В толпе, явившейся на вершину Акрополя присутствовать при открытии Парфенона, находилось много чужестранцев, в числе их был один спартанец. Когда он хотел переступить через порог нового храма, один афинский юноша, уже некоторое время не спускавший с него глаз и всюду следовавший за ним, схватил его за плечо.
– Прочь с этого порога! Дорийцам запрещается переступать его!
Действительно, один старый закон запрещал людям дорийского происхождения вход в святилища афинян. Вокруг юноши мгновенно собралась толпа и, так как спартанцы вообще не пользовались расположением афинян, то его принудили отступить. Таким образом, хотя мимолетно, но даже при мирном празднестве выказало себя соперничество, существовавшее с древних времен между двумя главными эллинскими племенами.

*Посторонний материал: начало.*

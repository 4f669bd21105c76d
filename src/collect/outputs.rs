//! Requested optional output tables.

use crate::collect::Note;
use serde::{Deserialize, Serialize};
use std::collections::BTreeSet;

/// An output table produced only on request.
#[derive(Debug, Clone, Copy, PartialEq, Eq, PartialOrd, Ord, Hash, Serialize, Deserialize)]
#[serde(rename_all = "lowercase")]
pub enum OptionalTable {
    /// Parameter estimates.
    OutEst,
    /// Forecast components.
    OutComp,
    /// Event definitions.
    OutEvent,
    /// Event dummy variables.
    OutEventDummy,
    /// Independent variables.
    OutIndep,
    /// Model selection graph specification.
    OutFmsg,
}

impl OptionalTable {
    pub const ALL: [OptionalTable; 6] = [
        OptionalTable::OutEst,
        OptionalTable::OutComp,
        OptionalTable::OutEvent,
        OptionalTable::OutEventDummy,
        OptionalTable::OutIndep,
        OptionalTable::OutFmsg,
    ];

    pub fn name(self) -> &'static str {
        match self {
            OptionalTable::OutEst => "outest",
            OptionalTable::OutComp => "outcomp",
            OptionalTable::OutEvent => "outevent",
            OptionalTable::OutEventDummy => "outeventdummy",
            OptionalTable::OutIndep => "outindep",
            OptionalTable::OutFmsg => "outfmsg",
        }
    }

    fn requires_events(self) -> bool {
        matches!(self, OptionalTable::OutEvent | OptionalTable::OutEventDummy)
    }

    fn requires_inputs(self) -> bool {
        self == OptionalTable::OutIndep
    }
}

/// Set of requested optional tables.
#[derive(Debug, Clone, Default, PartialEq, Eq, Serialize, Deserialize)]
#[serde(transparent)]
pub struct OptionalOutputs {
    tables: BTreeSet<OptionalTable>,
}

impl OptionalOutputs {
    pub fn none() -> Self {
        Self::default()
    }

    pub fn all() -> Self {
        Self {
            tables: OptionalTable::ALL.into_iter().collect(),
        }
    }

    pub fn with(mut self, table: OptionalTable) -> Self {
        self.tables.insert(table);
        self
    }

    pub fn contains(&self, table: OptionalTable) -> bool {
        self.tables.contains(&table)
    }

    pub fn is_empty(&self) -> bool {
        self.tables.is_empty()
    }

    pub fn iter(&self) -> impl Iterator<Item = OptionalTable> + '_ {
        self.tables.iter().copied()
    }

    /// Drop requests whose input is absent, with one warning per dropped
    /// table.
    pub fn validate(&self, has_events: bool, has_inputs: bool) -> (OptionalOutputs, Vec<Note>) {
        let mut warnings = Vec::new();
        let tables = self
            .iter()
            .filter(|table| {
                let missing = if table.requires_events() && !has_events {
                    Some("no events are defined")
                } else if table.requires_inputs() && !has_inputs {
                    Some("no independent variables are defined")
                } else {
                    None
                };
                if let Some(reason) = missing {
                    warnings.push(Note::warning(format!(
                        "{} was requested but {reason}, the table is not produced",
                        table.name().to_uppercase()
                    )));
                }
                missing.is_none()
            })
            .collect();
        (OptionalOutputs { tables }, warnings)
    }
}
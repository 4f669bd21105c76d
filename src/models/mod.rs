//! Forecasting models.
//!
//! Every family implements [`Forecaster`]. A [`ModelStructure`] describes a
//! model without its estimated parameters, so the same model can be refitted
//! on a holdout split and again on the full series.

mod mean;
mod traits;

pub mod arima;
pub mod ensemble;
pub mod exponential;
pub mod intermittent;
pub mod ucm;

pub use mean::MeanModel;
pub use traits::{BoxedForecaster, Component, Forecaster};

use crate::error::Result;
use arima::{ArimaOrder, Arimax};
use ensemble::Ensemble;
use exponential::{EsmMethod, ExponentialSmoothing};
use intermittent::IdmMethod;
use serde::{Deserialize, Serialize};
use ucm::{Ucm, UcmSpec};

/// Model family. The declaration order is the selection tie-break order.
#[derive(Debug, Clone, Copy, PartialEq, Eq, PartialOrd, Ord, Hash, Serialize, Deserialize)]
#[serde(rename_all = "UPPERCASE")]
pub enum ModelFamily {
    Esm,
    Idm,
    Ucm,
    Arimax,
    Combined,
}

impl ModelFamily {
    pub fn label(self) -> &'static str {
        match self {
            ModelFamily::Esm => "ESM",
            ModelFamily::Idm => "IDM",
            ModelFamily::Ucm => "UCM",
            ModelFamily::Arimax => "ARIMAX",
            ModelFamily::Combined => "COMBINED",
        }
    }
}

impl std::fmt::Display for ModelFamily {
    fn fmt(&self, f: &mut std::fmt::Formatter<'_>) -> std::fmt::Result {
        f.write_str(self.label())
    }
}

/// Structure of a candidate model: family variant and orders, without
/// estimated parameters.
#[derive(Debug, Clone, PartialEq, Serialize)]
#[serde(tag = "type", content = "spec", rename_all = "lowercase")]
pub enum ModelStructure {
    Mean,
    Esm(EsmMethod),
    Idm(IdmMethod),
    Ucm(UcmSpec),
    Arimax(ArimaOrder),
    Combined(Vec<ModelStructure>),
}

impl ModelStructure {
    /// Unfitted model with this structure.
    pub fn build(&self) -> Result<BoxedForecaster> {
        Ok(match self {
            ModelStructure::Mean => Box::new(MeanModel::new()),
            ModelStructure::Esm(method) => Box::new(ExponentialSmoothing::new(*method)),
            ModelStructure::Idm(method) => method.build()?,
            ModelStructure::Ucm(spec) => Box::new(Ucm::new(*spec)),
            ModelStructure::Arimax(order) => Box::new(Arimax::new(*order)),
            ModelStructure::Combined(members) => Box::new(Ensemble::new(
                members
                    .iter()
                    .map(|m| m.build())
                    .collect::<Result<Vec<_>>>()?,
            )),
        })
    }

    /// Label used in the output tables.
    pub fn label(&self) -> String {
        match self {
            ModelStructure::Mean => "MEAN".to_string(),
            ModelStructure::Esm(method) => format!("ESM({})", method.label()),
            ModelStructure::Idm(method) => format!("IDM({})", method.label()),
            ModelStructure::Ucm(spec) => spec.label(),
            ModelStructure::Arimax(order) => order.label(),
            ModelStructure::Combined(members) => format!(
                "COMBINED({})",
                members
                    .iter()
                    .map(|m| m.label())
                    .collect::<Vec<_>>()
                    .join(", ")
            ),
        }
    }

    pub fn is_seasonal(&self) -> bool {
        match self {
            ModelStructure::Mean | ModelStructure::Idm(_) => false,
            ModelStructure::Esm(method) => method.is_seasonal(),
            ModelStructure::Ucm(spec) => spec.season.is_some(),
            ModelStructure::Arimax(order) => order.is_seasonal(),
            ModelStructure::Combined(members) => members.iter().any(|m| m.is_seasonal()),
        }
    }

    /// Whether the model uses the series' regressors.
    pub fn uses_regressors(&self) -> bool {
        match self {
            ModelStructure::Arimax(_) => true,
            ModelStructure::Combined(members) => members.iter().any(|m| m.uses_regressors()),
            _ => false,
        }
    }

    pub fn has_trend(&self) -> bool {
        match self {
            ModelStructure::Mean | ModelStructure::Idm(_) => false,
            ModelStructure::Esm(method) => method.has_trend(),
            ModelStructure::Ucm(spec) => spec.trend,
            ModelStructure::Arimax(order) => order.d + order.seasonal_d > 0,
            ModelStructure::Combined(members) => members.iter().any(|m| m.has_trend()),
        }
    }
}

#[cfg(test)]
mod tests {
    use super::*;

    #[test]
    fn families_order_for_tie_breaks() {
        assert!(ModelFamily::Esm < ModelFamily::Idm);
        assert!(ModelFamily::Ucm < ModelFamily::Arimax);
        assert!(ModelFamily::Arimax < ModelFamily::Combined);
    }

    #[test]
    fn structures_build_named_models() {
        let structure = ModelStructure::Combined(vec![
            ModelStructure::Esm(EsmMethod::Winters),
            ModelStructure::Arimax(ArimaOrder::new(1, 1, 1)),
        ]);
        assert_eq!(
            structure.label(),
            "COMBINED(ESM(ADDWINTERS), ARIMA(1,1,1))"
        );
        assert!(structure.is_seasonal());
        assert!(structure.has_trend());
        assert!(structure.uses_regressors());
        assert!(!ModelStructure::Mean.uses_regressors());
        assert_eq!(structure.build().unwrap().name(), "COMBINED");
        assert!(ModelStructure::Idm(IdmMethod::Best).build().is_err());
    }
}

Но даже на самом Акрополе был один афинянин, который среди всеобщей радости глядел на новый Парфенон взглядом гнева и неудовольствия – этот афинянин был жрец Эрехтея – Диопит. Конечно, по древнему обычаю, пеплос был отнесен в храм Эрехтея и принесен в дар деревянному изображению Афины, но это было сделано холодно и как будто мимоходом и весь собравшийся народ обратился к новому храму Паллады. Афиняне поклонялись не священному Палладиуму Афины, посланному им с неба, не богине его святилища, а тщеславному произведению Фидия; к ногам этой новой Афины, а не в его храм, были принесены дорогие дары.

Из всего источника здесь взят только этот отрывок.